Certa vez, em visita ao Brasil, o pop star Peter Framptom (já decadente no físico e na carreira) compareceu ao programa do Faustão (eu disse que ele estava decadente) e cantou seus maiores hits; numa certa altura o apresentador perguntou o que ele tinha para responder àqueles que tachavam os sucessos românticos de brega (para os americanos música "in" e "out"), ao que ele, com a simplicidade e tranquilidade de quem já vendeu milhões de discos, respondeu: "Pra mim não existe isso de música in ou out, existe a boa música e a música mal feita." Tenho que concordar. Não é porque determinada canção fala de dor de cotovelo e tenha uma melodia que gruda no cérebro que tenha que ser rotulada de brega, ouvida por empregadas domésticas e caminhoneiros, preconceituosamente designando um produto a ser recebido apenas por pessoas sem estudo e pouca atitude mental.
Tais músicas quase sempre falam de uma pessoa que foi abandonada por alguém que ele(a) acreditava ser sua cara metade ou algo do tipo. Ouvi-las, normalmente despertam um estado de melancolia mesmo quando tudo vai bem em nossas vidas. Pode ser uma sensação agradável, que propicia reflexão, diferente da alegria - esta, muitas vezes inconsequente, aponta um caminho real para a tristeza.
Meu estado quase permanente de soturnidade tem muitas explicações, com certeza foi gerado na infância e ganhando espaço e solidez através dos anos; nunca fui popular na escola, bairro ou quadra - e nem poderia, eu não conseguia me enquadrar em nada - estava a quilômetros de ser bonito, alto e com aquela inteligência que magnetiza os adjacentes, daí vivi uma parte da vida tentando ser parte de um círculo que nunca me aceitou de fato. Nunca consegui discernir, na real, qual o meu lugar no mundo, tentei uma catarse através das minhas hqs, procurei com elas desafogar algumas mágoas, mas como seria previsível, elas nunca foram lá muito bem aceitas, existe um público, mas ele parece tão disperso que não condigo identifica-lo.
Deprimido boa parte do tempo, mas e daí? Esta semana, estava ouvindo uma velha canção dos Bee Gees (Robin Gibb fará muita falta) e me senti perfeitamente acomodado na lipemania que a letra da música me transmitia, como se só assim eu estivesse a vontade no mundo, totalmente ausente de máscaras. Claro que tenho espaço para o riso, a anedota, a satisfação, situações estas que emergem cada vez que converso com meus irmãos, minha mãe, cada vez que ouço a gargalhada gostosa da minha esposa e acordo todas as manhãs testemunhando os milagres cotidianos de Deus.

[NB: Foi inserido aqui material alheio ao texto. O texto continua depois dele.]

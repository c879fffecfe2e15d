use std::collections::HashMap;

use kestrel_protocol::ToolCall;

/// One fragment of a tool call as it arrives over a streaming response.
/// Providers disagree on which of `id`/`index` they send per chunk (spec
/// §4.6); all three addressing modes are handled by `ToolCallAccumulator`.
#[derive(Debug, Clone, Default)]
pub struct ToolCallFragment {
    pub id: Option<String>,
    pub index: Option<usize>,
    pub name: Option<String>,
    pub arguments_delta: String,
}

/// Merges streamed tool-call fragments into complete `ToolCall`s.
///
/// A small id/index-keyed state machine (spec §9 design notes), not a
/// mutable accumulator indexed by position alone: fragments key on `id`
/// when present, fall back to positional `index`, and fall back further
/// to "continue the most recently touched call" when a fragment carries
/// neither. `arguments` is concatenated verbatim — never re-parsed until
/// a single JSON decode at execution time (spec §3, §4.6).
#[derive(Debug, Default)]
pub struct ToolCallAccumulator {
    calls: Vec<ToolCall>,
    by_id: HashMap<String, usize>,
    by_index: HashMap<usize, usize>,
    last_touched: Option<usize>,
}

impl ToolCallAccumulator {
    pub fn new() -> Self {
        Self::default()
    }

    pub fn merge(&mut self, fragment: ToolCallFragment) {
        let slot = self.resolve_slot(&fragment);
        self.last_touched = Some(slot);

        if let Some(name) = fragment.name {
            if self.calls[slot].name.is_empty() {
                self.calls[slot].name = name;
            }
        }
        self.calls[slot].arguments.push_str(&fragment.arguments_delta);
    }

    fn resolve_slot(&mut self, fragment: &ToolCallFragment) -> usize {
        if let Some(id) = &fragment.id {
            if let Some(&slot) = self.by_id.get(id) {
                return slot;
            }
            return self.push_new(Some(id.clone()), fragment.index);
        }
        if let Some(index) = fragment.index {
            if let Some(&slot) = self.by_index.get(&index) {
                return slot;
            }
            return self.push_new(None, Some(index));
        }
        if let Some(slot) = self.last_touched {
            return slot;
        }
        self.push_new(None, None)
    }

    fn push_new(&mut self, id: Option<String>, index: Option<usize>) -> usize {
        let slot = self.calls.len();
        let call_id = id.clone().unwrap_or_else(kestrel_protocol::new_id);
        self.calls.push(ToolCall { id: call_id, name: String::new(), arguments: String::new() });
        if let Some(id) = id {
            self.by_id.insert(id, slot);
        }
        if let Some(index) = index {
            self.by_index.insert(index, slot);
        }
        slot
    }

    /// Consumes the accumulator, returning the completed tool calls in
    /// first-seen order.
    pub fn finish(self) -> Vec<ToolCall> {
        self.calls
    }
}

#[cfg(test)]
mod tests {
    use super::*;

    fn frag(id: Option<&str>, index: Option<usize>, name: Option<&str>, args: &str) -> ToolCallFragment {
        ToolCallFragment {
            id: id.map(str::to_string),
            index,
            name: name.map(str::to_string),
            arguments_delta: args.to_string(),
        }
    }

    #[test]
    fn merges_by_id() {
        let mut acc = ToolCallAccumulator::new();
        acc.merge(frag(Some("call_1"), None, Some("reverse_text"), "{\"te"));
        acc.merge(frag(Some("call_1"), None, None, "xt\":\"abc\"}"));
        let calls = acc.finish();
        assert_eq!(calls.len(), 1);
        assert_eq!(calls[0].name, "reverse_text");
        assert_eq!(calls[0].arguments, "{\"text\":\"abc\"}");
    }

    #[test]
    fn merges_by_index_when_id_absent() {
        let mut acc = ToolCallAccumulator::new();
        acc.merge(frag(None, Some(0), Some("tool_a"), "{\"a\":"));
        acc.merge(frag(None, Some(1), Some("tool_b"), "{\"b\":"));
        acc.merge(frag(None, Some(0), None, "1}"));
        acc.merge(frag(None, Some(1), None, "2}"));
        let calls = acc.finish();
        assert_eq!(calls.len(), 2);
        assert_eq!(calls[0].name, "tool_a");
        assert_eq!(calls[0].arguments, "{\"a\":1}");
        assert_eq!(calls[1].name, "tool_b");
        assert_eq!(calls[1].arguments, "{\"b\":2}");
    }

    #[test]
    fn falls_back_to_most_recently_touched_when_untagged() {
        let mut acc = ToolCallAccumulator::new();
        acc.merge(frag(Some("call_1"), None, Some("shell"), "{\"cmd\":\""));
        acc.merge(frag(None, None, None, "ls -la\"}"));
        let calls = acc.finish();
        assert_eq!(calls.len(), 1);
        assert_eq!(calls[0].arguments, "{\"cmd\":\"ls -la\"}");
    }

    #[test]
    fn distinct_ids_produce_distinct_calls_in_first_seen_order() {
        let mut acc = ToolCallAccumulator::new();
        acc.merge(frag(Some("b"), None, Some("second"), "{}"));
        acc.merge(frag(Some("a"), None, Some("first"), "{}"));
        let calls = acc.finish();
        assert_eq!(calls[0].name, "second");
        assert_eq!(calls[1].name, "first");
    }
}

Noto pelos comerciais de tv, pelas músicas atuais (muitas de gosto duvidoso) que a moda hoje é estar de bem com a vida, consigo mesmo, como se fosse uma palavra de ordem, enquanto o caos, a prostituição, a violência, a corrupção institucionalizada, a falta de amor ao próximo e a si mesmo grassa numa progressão ciclópica; fique feliz e saia pra balada, pra "pegação", beba (com moderação), faça sexo (com camisinha) e todos estes eufemismos e recomendações para travestir a irresponsabilidade e volubilidade.
Eu gosto de umas boas gargalhadas, mas reivindico o direito de estar triste (sem contaminar ninguém, claro) pois foi com ela que pude criar minhas melhores obras.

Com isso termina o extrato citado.